In early 2012, Fred Rewey launched Nomad Cigar Company with a single line featuring five sizes, one of which was a limited edition. With a couple of other limited editions and a new Nicaraguan line launched in 2013, Rewey continued expanding Nomad’s offerings with the announcement of a new regular production cigar called the Nomad Connecticut Fuerte. We posted the news story back in January.
Add Nomad Cigar Co. to the list of companies trying to reinvent Connecticut. While the trend has become less prevalent as it was two years ago, Rewey said he decided to go the direction of “Connecticut with something a bit extra.” Enter Nomad Connecticut Fuerte.
“It is crazy how hard it is to blend a Connecticut cigar,” said Rewey. “Almost two years into it and got nowhere that was anything special. Finally, we decided to go a slightly different direction with it and am really happy with the blend.”
Four sizes are planned—corona, robusto, robusto gordo and toro—for a March release with pricing set between $7.90-8.50. The cigar uses an Ecuadorian Connecticut wrapper, a habano binder from Ecuador with Dominican and Nicaraguan fillers.
- Cigar Reviewed: Nomad Connecticut Fuerte Robusto
- Country of Origin: Dominican Republic
- Factory: Tabacalera L & V
- Wrapper: Ecuadorian Connecticut
- Binder: Ecuadorian Habano
- Filler: Dominican Republic & Nicaragua
- Size: 5 Inches
- Ring Gauge: 50
- Vitola: Robusto
- MSRP: $7.90 (Boxes of 20, $158.00)
- Date Released: March 1, 2014
- Number of Cigars Released: Regular Production
- Number of Cigars Smoked for Review: 3
Upon removing the cigar from the cellophane I’m immediately greeted by an extremely pleasing tactile experience. The medium-light brown wrapper is silky smooth and slightly oily. There is a slight give when squeezing the cigar, though no soft spots of note. The aroma off the wrapper is a general barnyard and hay note with a sweet tobacco note on top. The cold draw is an intriguingly creamy cinnamon and pepper note that already has me looking forward to lighting it up.
The first third starts off with more of the cinnamon from before, with some light pepper and a nuttiness that rounds out the overall creamy and slightly sweet profile. While the draw is a little more loose than I would prefer, it’s still well within the acceptable range. The burn is a little ragged, but it seems to be evening out without needing a touch up. Some spice notes have developed in addition to the pepper, nuttiness and cinnamon up front with some slight hints of vanilla in the background. I would put the strength of the cigar at this point at a mild-medium.
The second third sees the spice growing stronger and more at the forefront, though the rest of the profile remains unchanged with the pepper, nuttiness and cinnamon notes. With the burn having long since evened out on its own and the ash holding on easily to around the inch mark, it’s easy to see that this is a well constructed cigar. The strength hasn’t seen much increase at this point, still remaining in the mild-medium range. Smoke production is nice, with plenty of smoke coming off the foot allowing me to continue to enjoy the aroma of the cigar in between draws.
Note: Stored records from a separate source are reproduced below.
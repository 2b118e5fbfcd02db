use chrono::{Duration, Utc};
use reading_room::db;
use reading_room::domain::{
    AcquisitionType, BookFilter, BookRepository, CopyCondition, CopyFilter, CopyRepository,
    CopyStatus, CopyStatusChange, CreateBookInput, CreateCategoryInput, CreateCopyInput,
    CreateStudentInput, DomainError, MatricNumber, MetadataRepository, StudentFilter,
    StudentRepository, StudentStatus, UpdateBookInput, UpdateStudentInput,
};
use reading_room::infrastructure::{
    SeaOrmBookRepository, SeaOrmCopyRepository, SeaOrmMetadataRepository, SeaOrmStudentRepository,
};
use reading_room::services::borrowing_service;
use sea_orm::DatabaseConnection;

struct Catalog {
    db: DatabaseConnection,
    books: SeaOrmBookRepository,
    copies: SeaOrmCopyRepository,
    metadata: SeaOrmMetadataRepository,
    author_id: i32,
    fiction_id: i32,
    science_id: i32,
}

async fn setup_test_db() -> Catalog {
    let db = db::init_db("sqlite::memory:")
        .await
        .expect("Failed to init DB");
    let metadata = SeaOrmMetadataRepository::new(db.clone());
    let author = metadata.create_author("Mary Shelley".to_string()).await.unwrap();
    let literature = metadata
        .create_category(CreateCategoryInput {
            code: "800".to_string(),
            name: "Literature".to_string(),
            parent_id: None,
        })
        .await
        .unwrap();
    let fiction = metadata
        .create_category(CreateCategoryInput {
            code: "823".to_string(),
            name: "English fiction".to_string(),
            parent_id: Some(literature.id),
        })
        .await
        .unwrap();
    let science = metadata
        .create_category(CreateCategoryInput {
            code: "500".to_string(),
            name: "Science".to_string(),
            parent_id: None,
        })
        .await
        .unwrap();

    Catalog {
        books: SeaOrmBookRepository::new(db.clone()),
        copies: SeaOrmCopyRepository::new(db.clone()),
        metadata,
        db,
        author_id: author.id,
        fiction_id: fiction.id,
        science_id: science.id,
    }
}

fn book_input(catalog: &Catalog, title: &str, call_number: &str, copies: u32) -> CreateBookInput {
    CreateBookInput {
        title: title.to_string(),
        isbn: None,
        call_number: call_number.to_string(),
        author_id: catalog.author_id,
        publisher_id: None,
        publication_year: Some(1818),
        language_code: None,
        category_id: catalog.fiction_id,
        initial_copies: copies,
    }
}

#[tokio::test]
async fn test_book_create_and_lookup() {
    let catalog = setup_test_db().await;
    let mut input = book_input(&catalog, "Frankenstein", "823.7 SHE", 2);
    input.isbn = Some("978-0141439471".to_string());
    let book = catalog.books.create(input).await.unwrap();

    assert_eq!(book.author_name, "Mary Shelley");
    assert_eq!(book.category_name, "English fiction");
    assert_eq!(book.total_copies, 2);
    assert_eq!(book.available_copies, 2);

    let by_call = catalog
        .books
        .find_by_call_number("823.7 SHE")
        .await
        .unwrap()
        .unwrap();
    assert_eq!(by_call.id, book.id);

    let by_isbn = catalog
        .books
        .find_by_isbn(book.isbn.as_deref().unwrap())
        .await
        .unwrap()
        .unwrap();
    assert_eq!(by_isbn.id, book.id);

    let duplicate = catalog
        .books
        .create(book_input(&catalog, "Frankenstein (2nd)", "823.7 SHE", 0))
        .await;
    assert!(matches!(duplicate, Err(DomainError::Conflict(_))));

    let blank = catalog
        .books
        .create(book_input(&catalog, "   ", "823.7 XXX", 0))
        .await;
    assert!(matches!(blank, Err(DomainError::Validation(_))));
}

#[tokio::test]
async fn test_book_filters_combine() {
    let catalog = setup_test_db().await;
    catalog
        .books
        .create(book_input(&catalog, "Frankenstein", "823.7 SHE", 1))
        .await
        .unwrap();
    catalog
        .books
        .create(book_input(&catalog, "The Last Man", "823.7 SHE L", 1))
        .await
        .unwrap();
    let mut science = book_input(&catalog, "Frankenstein and Science", "500 SHE", 0);
    science.category_id = catalog.science_id;
    catalog.books.create(science).await.unwrap();

    let by_title = catalog
        .books
        .find_all(BookFilter {
            title: Some("franken".to_string()),
            limit: 10,
            ..Default::default()
        })
        .await
        .unwrap();
    assert_eq!(by_title.total, 2);

    let both = catalog
        .books
        .find_all(BookFilter {
            title: Some("Frankenstein".to_string()),
            category: Some("fiction".to_string()),
            limit: 10,
            ..Default::default()
        })
        .await
        .unwrap();
    assert_eq!(both.total, 1);
    assert_eq!(both.books[0].title, "Frankenstein");

    let exact = catalog.books.find_by_title("Frankenstein", true).await.unwrap();
    assert_eq!(exact.len(), 1);

    let paged = catalog
        .books
        .find_all(BookFilter {
            limit: 1,
            offset: 1,
            ..Default::default()
        })
        .await
        .unwrap();
    assert_eq!(paged.total, 3);
    assert_eq!(paged.books.len(), 1);
}

#[tokio::test]
async fn test_book_update_and_delete_rules() {
    let catalog = setup_test_db().await;
    let book = catalog
        .books
        .create(book_input(&catalog, "Frankenstein", "823.7 SHE", 1))
        .await
        .unwrap();

    let updated = catalog
        .books
        .update(
            book.id,
            UpdateBookInput {
                title: Some("Frankenstein; or, The Modern Prometheus".to_string()),
                publication_year: Some(None),
                ..Default::default()
            },
        )
        .await
        .unwrap();
    assert_eq!(updated.title, "Frankenstein; or, The Modern Prometheus");
    assert_eq!(updated.publication_year, None);

    let refused = catalog.books.delete(book.id).await;
    assert!(matches!(refused, Err(DomainError::InvalidState(_))));

    let copy_id = catalog
        .copies
        .find_all(CopyFilter {
            book_id: Some(book.id),
            limit: 10,
            ..Default::default()
        })
        .await
        .unwrap()
        .copies[0]
        .id;
    catalog.copies.delete(copy_id).await.unwrap();
    catalog.books.delete(book.id).await.unwrap();
    assert!(catalog.books.find_by_id(book.id).await.unwrap().is_none());
}

#[tokio::test]
async fn test_copy_lifecycle_and_notes() {
    let catalog = setup_test_db().await;
    let book = catalog
        .books
        .create(book_input(&catalog, "Frankenstein", "823.7 SHE", 0))
        .await
        .unwrap();
    let today = Utc::now().date_naive();

    let copy = catalog
        .copies
        .create(CreateCopyInput {
            book_id: book.id,
            acquisition_type: AcquisitionType::Donated,
            acquisition_date: today,
            price: None,
            condition: CopyCondition::Good,
            status: CopyStatus::Available,
            notes: None,
        })
        .await
        .unwrap();
    assert!(uuid::Uuid::parse_str(&copy.qr_code).is_ok());

    let by_qr = catalog
        .copies
        .find_by_qr_code(uuid::Uuid::parse_str(&copy.qr_code).unwrap())
        .await
        .unwrap()
        .unwrap();
    assert_eq!(by_qr.id, copy.id);

    let future = catalog
        .copies
        .create(CreateCopyInput {
            book_id: book.id,
            acquisition_type: AcquisitionType::Purchased,
            acquisition_date: today + Duration::days(2),
            price: Some(12.5),
            condition: CopyCondition::New,
            status: CopyStatus::Available,
            notes: None,
        })
        .await;
    assert!(matches!(future, Err(DomainError::Validation(_))));

    let damaged = catalog
        .copies
        .change_status(
            copy.id,
            CopyStatusChange {
                status: CopyStatus::Damaged,
                condition: Some(CopyCondition::Poor),
                notes: Some("spine cracked".to_string()),
            },
            today,
        )
        .await
        .unwrap();
    assert_eq!(damaged.status, CopyStatus::Damaged);
    assert_eq!(damaged.condition, CopyCondition::Poor);
    assert!(damaged.notes.as_deref().unwrap().contains("damaged: spine cracked"));

    let borrowed = catalog
        .copies
        .change_status(
            copy.id,
            CopyStatusChange {
                status: CopyStatus::Borrowed,
                condition: None,
                notes: None,
            },
            today,
        )
        .await;
    assert!(matches!(borrowed, Err(DomainError::InvalidState(_))));

    let counts = catalog.copies.status_counts(book.id).await.unwrap();
    assert_eq!(counts.total, 1);
    assert_eq!(counts.counts["damaged"], 1);
    assert_eq!(counts.counts["available"], 0);
}

#[tokio::test]
async fn test_bulk_status_reports_failures() {
    let catalog = setup_test_db().await;
    let book = catalog
        .books
        .create(book_input(&catalog, "Frankenstein", "823.7 SHE", 2))
        .await
        .unwrap();
    let ids: Vec<i32> = catalog
        .copies
        .find_all(CopyFilter {
            book_id: Some(book.id),
            limit: 10,
            ..Default::default()
        })
        .await
        .unwrap()
        .copies
        .into_iter()
        .map(|c| c.id)
        .collect();

    let result = catalog
        .copies
        .bulk_change_status(
            vec![ids[0], ids[1], 4242],
            CopyStatusChange {
                status: CopyStatus::Processing,
                condition: None,
                notes: None,
            },
            Utc::now().date_naive(),
        )
        .await
        .unwrap();
    assert_eq!(result.updated, vec![ids[0], ids[1]]);
    assert_eq!(result.failed.len(), 1);
    assert_eq!(result.failed[0].copy_id, 4242);
}

#[tokio::test]
async fn test_title_lookup_shows_open_borrows() {
    let catalog = setup_test_db().await;
    let book = catalog
        .books
        .create(book_input(&catalog, "Frankenstein", "823.7 SHE", 2))
        .await
        .unwrap();
    let students = SeaOrmStudentRepository::new(catalog.db.clone());
    students
        .create(CreateStudentInput {
            matric_number: MatricNumber::parse("A0000010K").unwrap(),
            full_name: "Victor Frankenstein".to_string(),
            email: "victor@uni.example.edu".to_string(),
            status: StudentStatus::Active,
        })
        .await
        .unwrap();
    let availability = catalog.books.availability(book.id).await.unwrap();
    let lent = availability.available_copy_ids[0];
    borrowing_service::borrow_copy(&catalog.db, lent, "A0000010K", None, Utc::now())
        .await
        .unwrap();

    let states = catalog
        .copies
        .borrow_status_by_title("franken", false, 5, Utc::now())
        .await
        .unwrap();
    assert_eq!(states.len(), 1);
    assert_eq!(states[0].available_copies, 1);
    let borrow = states[0]
        .copies
        .iter()
        .find(|c| c.copy_id == lent)
        .and_then(|c| c.borrow.as_ref())
        .unwrap();
    assert_eq!(borrow.student_name, "Victor Frankenstein");

    let delete = catalog.copies.delete(lent).await;
    assert!(matches!(delete, Err(DomainError::InvalidState(_))));

    let after = catalog.books.availability(book.id).await.unwrap();
    assert_eq!(after.available_copies, 1);
    assert!(after.is_available);
}

#[tokio::test]
async fn test_student_registry() {
    let catalog = setup_test_db().await;
    let students = SeaOrmStudentRepository::new(catalog.db.clone());
    let created = students
        .create(CreateStudentInput {
            matric_number: MatricNumber::parse("A0000020M").unwrap(),
            full_name: "Elizabeth Lavenza".to_string(),
            email: "elizabeth@uni.example.edu".to_string(),
            status: StudentStatus::Active,
        })
        .await
        .unwrap();
    assert_eq!(created.open_borrowings, 0);
    assert!(created.can_borrow);

    let same_email = students
        .create(CreateStudentInput {
            matric_number: MatricNumber::parse("A0000021N").unwrap(),
            full_name: "Someone Else".to_string(),
            email: "elizabeth@uni.example.edu".to_string(),
            status: StudentStatus::Active,
        })
        .await;
    assert!(matches!(same_email, Err(DomainError::Conflict(_))));

    let bad_email = students
        .create(CreateStudentInput {
            matric_number: MatricNumber::parse("A0000022P").unwrap(),
            full_name: "No At Sign".to_string(),
            email: "not-an-email".to_string(),
            status: StudentStatus::Active,
        })
        .await;
    assert!(matches!(bad_email, Err(DomainError::Validation(_))));

    let suspended = students
        .update(
            "A0000020M",
            UpdateStudentInput {
                status: Some(StudentStatus::Suspended),
                ..Default::default()
            },
        )
        .await
        .unwrap();
    assert!(!suspended.can_borrow);

    let found = students.search("lavenza", 10).await.unwrap();
    assert_eq!(found.len(), 1);
    let too_short = students.search("l", 10).await;
    assert!(matches!(too_short, Err(DomainError::Validation(_))));

    let active = students
        .find_all(StudentFilter {
            status: Some(StudentStatus::Active),
            limit: 10,
            ..Default::default()
        })
        .await
        .unwrap();
    assert_eq!(active.total, 0);
}

#[tokio::test]
async fn test_category_tree_and_publishers() {
    let catalog = setup_test_db().await;

    let main = catalog.metadata.list_categories(true).await.unwrap();
    assert_eq!(
        main.iter().map(|c| c.code.as_str()).collect::<Vec<_>>(),
        vec!["500", "800"]
    );

    let fiction = catalog
        .metadata
        .find_category(catalog.fiction_id)
        .await
        .unwrap()
        .unwrap();
    assert_eq!(fiction.parent_name.as_deref(), Some("Literature"));

    let children = catalog
        .metadata
        .subcategories(fiction.parent_id.unwrap())
        .await
        .unwrap();
    assert_eq!(children.len(), 1);

    let first = catalog
        .metadata
        .get_or_create_publisher("Lackington".to_string())
        .await
        .unwrap();
    let second = catalog
        .metadata
        .get_or_create_publisher("Lackington".to_string())
        .await
        .unwrap();
    assert_eq!(first.id, second.id);

    let duplicate_author = catalog
        .metadata
        .create_author("Mary Shelley".to_string())
        .await;
    assert!(matches!(duplicate_author, Err(DomainError::Conflict(_))));
}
Moving into the final third there isn’t much to report that I haven’t already. The burn continues to be nice and even with the ash holding on well enough to keep the last bit of the cigar smoking cool. Without any bitterness or harshness, the notes of spice, pepper, cinnamon and an overall nuttiness are able to shine through to the end. At the end I don’t notice any increase in the strength, putting the cigar in the mild-medium category.
- The first Dominican line Nomad released had four regular production sizes available at launch, just like the Connecticut Fuerte line, however the sizes are not the same.
- Of the three samples I smoked, two had a little bit looser draw while the third was a little on the tighter end. My personal preference runs towards a slightly tighter draw, though all three fell well within the acceptable range.
- While I only thought the cigar was a mild-medium strength, the body was more on the full end of the spectrum with a solid flavor profile.
- On our 2013 Consensus, Nomad not only was in the top 10 brands of the year, but saw the Nomad Esteli Lot 1386 and the Nomad S-307 both place in the top 25.
- The cigars for this review were sent to halfwheel.
- Final smoking averaged just over two hours.
As I quoted in the beginning of this review, Rewey had stated that “It is crazy how hard it is to blend a Connecticut cigar”. While that might be true, the Connecticut Fuerte sees it all fall into place. Solid construction and a good flavor profile combine to make a very desirable line that I’m going to assume will be well received. The only minor issue I had were some slight burn issues in the beginning that corrected themselves. While the cigar might not develop or change much, it would be hard to argue that having a consistent and good profile is a bad thing. I can easily suggest seeking these out when they’re released in March, I know I’ll be looking forward to smoking all four sizes to find out which ones I’ll be adding to my collection.